* Exercise instructions:
Copy each line of the data beneath in which the word "towel" appears.
---------- Input for this task ----------
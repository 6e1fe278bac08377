use packwise_catalog::CatalogSection;
use packwise_core::{Activity, RuleGroup, TripType, Vocabulary};

use super::{per_night, single};
use crate::rule::ConditionalRule;
use crate::trigger::Trigger;
use crate::vocabulary::{COLD_DAY_BELOW, HOT_DAY_ABOVE, VARIABLE_SPREAD};

const WEATHER_GEAR: &str = "weather_gear";

pub(crate) fn weather() -> Vec<ConditionalRule> {
    let group = RuleGroup::Weather;
    vec![
        ConditionalRule::new(
            "weather.cold",
            group,
            Trigger::AnyTempBelow(COLD_DAY_BELOW),
            WEATHER_GEAR,
        )
        .with_reason("cold days in the forecast")
        .from_catalog(CatalogSection::Seasonal, "winter"),
        ConditionalRule::new(
            "weather.hot",
            group,
            Trigger::AnyTempAbove(HOT_DAY_ABOVE),
            WEATHER_GEAR,
        )
        .with_reason("hot days in the forecast")
        .from_catalog(CatalogSection::Seasonal, "summer"),
        ConditionalRule::new("weather.rainy", group, Trigger::RainLikely, WEATHER_GEAR)
            .with_reason("rain in the forecast")
            .from_catalog(CatalogSection::Seasonal, "rainy"),
        ConditionalRule::new(
            "weather.variable",
            group,
            Trigger::TemperatureSwing(VARIABLE_SPREAD),
            WEATHER_GEAR,
        )
        .with_reason("variable temperatures")
        .with_items(vec![
            ("Packable light jacket", single()),
            (
                "Layering pieces",
                per_night(0.3)
                    .with_min(1)
                    .with_max(4)
                    .with_description("Thin layers to add or shed"),
            ),
        ]),
    ]
}

fn activity_category(activity: Activity) -> &'static str {
    match activity {
        Activity::Hiking => "hiking_gear",
        Activity::Swimming => "swimming",
        Activity::Beach => "beach_gear",
        Activity::Skiing => "ski_gear",
        Activity::Business => "business_items",
        Activity::Photography => "photography",
        Activity::Fitness => "fitness",
        Activity::Nightlife => "nightlife",
        Activity::Sightseeing => "sightseeing",
        Activity::Snorkeling => "snorkeling",
        Activity::Cycling => "cycling",
    }
}

pub(crate) fn activities() -> Vec<ConditionalRule> {
    Activity::all()
        .iter()
        .map(|activity| {
            ConditionalRule::new(
                &format!("activity.{}", activity.as_str()),
                RuleGroup::Activities,
                Trigger::Activity(*activity),
                activity_category(*activity),
            )
            .with_reason(activity.as_str())
            .from_catalog(CatalogSection::Activities, activity.as_str())
        })
        .collect()
}

pub(crate) fn trip_types() -> Vec<ConditionalRule> {
    TripType::all()
        .iter()
        .map(|trip_type| {
            let rule = ConditionalRule::new(
                &format!("trip_type.{}", trip_type.as_str()),
                RuleGroup::TripTypes,
                Trigger::TripType(*trip_type),
                trip_type_category(*trip_type),
            )
            .with_reason(format!("{} trip", trip_type.as_str()));
            match trip_type {
                TripType::Business => rule.with_items(vec![
                    ("Laptop", single().essential()),
                    ("Laptop charger", single().essential()),
                    ("Portfolio folder", single()),
                    ("Notebook and pens", single()),
                ]),
                TripType::Leisure => rule.with_items(vec![
                    ("Book or e-reader", single()),
                    ("Travel journal", single()),
                    ("Travel games", single()),
                ]),
                TripType::Adventure => rule.with_items(vec![
                    ("Multi-tool", single()),
                    ("Headlamp", single()),
                    ("Emergency blanket", single()),
                    ("Trail first aid kit", single().essential()),
                ]),
                TripType::Family => rule.with_items(vec![
                    ("Kids' entertainment", single()),
                    ("Wet wipes", per_night(0.3).with_min(1).with_max(5)),
                    ("Family snacks", per_night(1.0).with_max(10)),
                    ("Children's medications", single()),
                ]),
                TripType::Beach => rule.with_items(vec![
                    ("Beach towel", single()),
                    ("Sunscreen SPF 50", single().essential()),
                    ("Beach umbrella", single()),
                ]),
                TripType::City => rule.with_items(vec![
                    ("Day bag", single()),
                    ("Portable phone battery", single()),
                    ("Transit pass", single()),
                ]),
                TripType::Romantic => rule.with_items(vec![
                    ("Dressy outfit", per_night(0.3).with_min(1).with_max(3)),
                    ("Perfume/cologne", single()),
                ]),
                TripType::Backpacking => rule.with_items(vec![
                    ("Backpack rain cover", single()),
                    ("Quick-dry towel", single()),
                    ("Padlock", single()),
                    ("Travel clothesline", single()),
                ]),
            }
        })
        .collect()
}

fn trip_type_category(trip_type: TripType) -> &'static str {
    match trip_type {
        TripType::Business => "business_items",
        TripType::Leisure => "leisure",
        TripType::Adventure => "adventure_gear",
        TripType::Family => "family",
        TripType::Beach => "beach_gear",
        TripType::City => "city",
        TripType::Romantic => "special_occasion",
        TripType::Backpacking => "backpacking",
    }
}

const MISCELLANEOUS: &str = "miscellaneous";

pub(crate) fn duration() -> Vec<ConditionalRule> {
    let group = RuleGroup::Duration;
    vec![
        ConditionalRule::new("duration.weekend", group, Trigger::NightsAtMost(3), MISCELLANEOUS)
            .with_reason("weekend trip")
            .with_items(vec![("Weekender bag", single())]),
        ConditionalRule::new(
            "duration.week",
            group,
            Trigger::NightsAbove(3).and(Trigger::NightsAtMost(7)),
            MISCELLANEOUS,
        )
        .with_reason("week-long trip")
        .with_items(vec![("Laundry bag", single()), ("Travel detergent", single())]),
        ConditionalRule::new("duration.extended", group, Trigger::NightsAbove(7), MISCELLANEOUS)
            .with_reason("extended trip")
            .with_items(vec![
                (
                    "Laundry detergent sheets",
                    per_night(0.25)
                        .with_min(1)
                        .with_max(10)
                        .with_description("One sheet per load"),
                ),
                ("Sewing kit", single()),
                ("Extra packing cubes", single()),
            ]),
    ]
}

/// One rule per notes keyword, or two when a keyword pulls in both a
/// catalog category and extra inline items.
pub(crate) fn keywords() -> Vec<ConditionalRule> {
    let group = RuleGroup::Keywords;
    let keyword = |id: &str, word: &str, target: &str| {
        ConditionalRule::new(id, group, Trigger::notes_mention(word), target)
            .with_reason(format!("notes mention '{word}'"))
    };
    vec![
        keyword("keyword.wedding", "wedding", "formal_wear")
            .from_catalog(CatalogSection::SpecialNeeds, "formal_event"),
        keyword("keyword.wedding_gift", "wedding", "formal_wear")
            .with_items(vec![("Wedding gift", single().essential())]),
        keyword("keyword.conference", "conference", "conference")
            .from_catalog(CatalogSection::SpecialNeeds, "conference"),
        keyword("keyword.baby", "baby", "baby_items")
            .from_catalog(CatalogSection::SpecialNeeds, "baby"),
        keyword("keyword.formal", "formal", "formal_wear")
            .from_catalog(CatalogSection::SpecialNeeds, "formal_event"),
        keyword("keyword.rental_car", "rental car", "car_rental")
            .from_catalog(CatalogSection::SpecialNeeds, "rental_vehicle"),
        keyword("keyword.long_flight", "long flight", "comfort")
            .from_catalog(CatalogSection::SpecialNeeds, "long_flight"),
        keyword("keyword.medication", "medication", "health")
            .from_catalog(CatalogSection::SpecialNeeds, "medical"),
        keyword("keyword.gym", "gym", "fitness")
            .from_catalog(CatalogSection::Activities, "fitness"),
    ]
}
----------
* Solution:
                    ("Beach towel", single()),
                    ("Quick-dry towel", single()),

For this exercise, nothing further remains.